Stoichiometry helps us understand the quantitative relationships within a chemical reaction. It's based on the law of conservation of mass and the use of balanced chemical equations to determine the proportions of reactants and products. For example, in our titration exercise, the reaction between sodium hydroxide \( \text{NaOH} \)and hydrochloric acid \( \text{HCl} \)is given by: \( \text{NaOH}_{(aq)} + \text{HCl}_{(aq)} \rightarrow \text{H}_{2}\text{O}_{(\ell)} + \text{NaCl}_{(aq)} \).

• This equation tells us that one mole of \( \text{NaOH} \)reacts with one mole of \( \text{HCl} \)to form one mole of \( \text{NaCl} \)and one mole of \( \text{H}_2\text{O} \).
• So, if you know the amount of one substance (like \( \text{NaOH} \), which is given by its mass), you can find the required moles of the other reactant (\( \text{HCl} \) in this example) using their molar ratios.
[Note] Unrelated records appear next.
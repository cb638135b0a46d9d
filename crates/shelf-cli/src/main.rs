//! Shelf CLI Application
//!
//! Interactive command-line front end for the shelf library tracker. The
//! catalog lives for one session; commands are read from standard input.

mod args;
mod cli;
mod display;
mod renderer;
mod session;

use std::io::{self, IsTerminal};

use anyhow::{Context, Result};
use args::Args;
use clap::Parser;
use log::info;
use renderer::TerminalRenderer;
use session::Session;
use shelf_core::{CatalogBuilder, LoggingObserver};

fn main() -> Result<()> {
    env_logger::init();

    let Args {
        no_color,
        empty,
        time_zone,
    } = Args::parse();

    let mut builder = CatalogBuilder::new().with_sample_books(!empty);
    if let Some(name) = time_zone.as_deref() {
        builder = builder
            .with_time_zone_name(name)
            .context("Failed to configure time zone")?;
    }
    let mut catalog = builder.build();
    catalog.subscribe(Box::new(LoggingObserver));

    let renderer = TerminalRenderer::new(!no_color);
    let stdin = io::stdin();
    let interactive = stdin.is_terminal();

    info!("Shelf started with {} books", catalog.len());
    if interactive {
        renderer
            .render("Type `help` for the list of commands.\n")
            .context("Failed to write output")?;
    }

    Session::new(catalog)
        .run(stdin.lock(), &renderer, interactive)
        .context("Session failed")?;

    info!("Shelf session ended");
    Ok(())
}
Here, stoichiometry is crucial for determining the exact amount of \( \text{HCl} \)needed to reach the equivalence point of the titration.

Molarity

Molarity is a way to express the concentration of a solution. It's defined as the number of moles of solute per liter of solution. In the context of our titration problem, knowing the molarity of \( \text{HCl} \) is essential.
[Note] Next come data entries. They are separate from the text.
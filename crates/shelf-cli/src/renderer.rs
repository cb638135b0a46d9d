//! Terminal rendering module for rich markdown output
//!
//! This module provides terminal rendering capabilities using termimad
//! for rich markdown display with optional fallback to plain text.

use std::io::{self, Write};

use termimad::{crossterm::style::Color, MadSkin};

/// Terminal renderer that can switch between rich and plain text output
pub struct TerminalRenderer {
    rich_enabled: bool,
    skin: MadSkin,
}

impl TerminalRenderer {
    /// Create a new terminal renderer
    pub fn new(rich_enabled: bool) -> Self {
        let mut skin = MadSkin::default();

        skin.set_headers_fg(Color::Blue);
        skin.bold.set_fg(Color::Yellow);
        skin.italic.set_fg(Color::Magenta);
        skin.inline_code.set_bg(Color::AnsiValue(238));

        Self { rich_enabled, skin }
    }

    /// Render markdown text to stdout
    pub fn render(&self, markdown: &str) -> io::Result<()> {
        let mut stdout = io::stdout().lock();
        if self.rich_enabled {
            // Headers keep their hash marks; termimad would strip them
            for line in markdown.lines() {
                if line.starts_with('#') {
                    writeln!(stdout, "\x1b[34m{line}\x1b[0m")?;
                } else {
                    writeln!(stdout, "{}", self.skin.inline(line))?;
                }
            }
        } else {
            write!(stdout, "{markdown}")?;
        }
        stdout.flush()
    }

    /// Print the interactive prompt without a trailing newline
    pub fn prompt(&self) -> io::Result<()> {
        let mut stdout = io::stdout().lock();
        if self.rich_enabled {
            write!(stdout, "\x1b[32mshelf>\x1b[0m ")?;
        } else {
            write!(stdout, "shelf> ")?;
        }
        stdout.flush()
    }
}

impl Default for TerminalRenderer {
    fn default() -> Self {
        Self::new(true)
    }
}

#[cfg(test)]
mod tests {
    use super::*;

    #[test]
    fn test_plain_renderer() {
        let renderer = TerminalRenderer::new(false);
        assert!(!renderer.rich_enabled);
    }

    #[test]
    fn test_rich_renderer() {
        let renderer = TerminalRenderer::new(true);
        assert!(renderer.rich_enabled);
    }

    #[test]
    fn test_default_is_rich() {
        let renderer = TerminalRenderer::default();
        assert!(renderer.rich_enabled);
    }
}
• The given problem tells us the molarity \( (0.812 \text{ M}) \), which means 0.812 moles of \( \text{HCl} \) are present in one liter of the solution.
• This value is used to calculate the volume of \( \text{HCl} \)needed for the reaction with \( \text{NaOH} \).

The formula to determine how much \( \text{HCl} \)you need is given by \( M = \frac{n}{V} \), where \( n \) is the number of moles and \( V \) is the volume in liters. Rearranging gives \( V = \frac{n}{M} \). This expression helped us find that the required volume was 44.64 mL, connecting the stoichiometric calculations with molarity.

Equivalence Point

The equivalence point in a titration is the moment when the amount of titrant added is stoichiometrically equivalent to the quantity of analyte present in the sample. Basically, it's the point at which the moles of \( \text{HCl} \)added equal the moles of \( \text{NaOH} \)we started with, resulting in a complete reaction with no excess reactants.

• In the balanced chemical equation, \( \text{NaOH}_{(aq)} + \text{HCl}_{(aq)} \rightarrow \text{H}_{2}\text{O}_{(\ell)} + \text{NaCl}_{(aq)} \), we see that they react in a 1:1 ratio.
• This means when 0.03625 moles of \( \text{NaOH} \)are present, it's neutralized by the same amount of \( \text{HCl} \).

The equivalence point is crucial because it signifies the completion of the reaction, determining how much titrant is necessary. This understanding is fundamental in titrations and forms the basis of determining unknown concentrations accurately.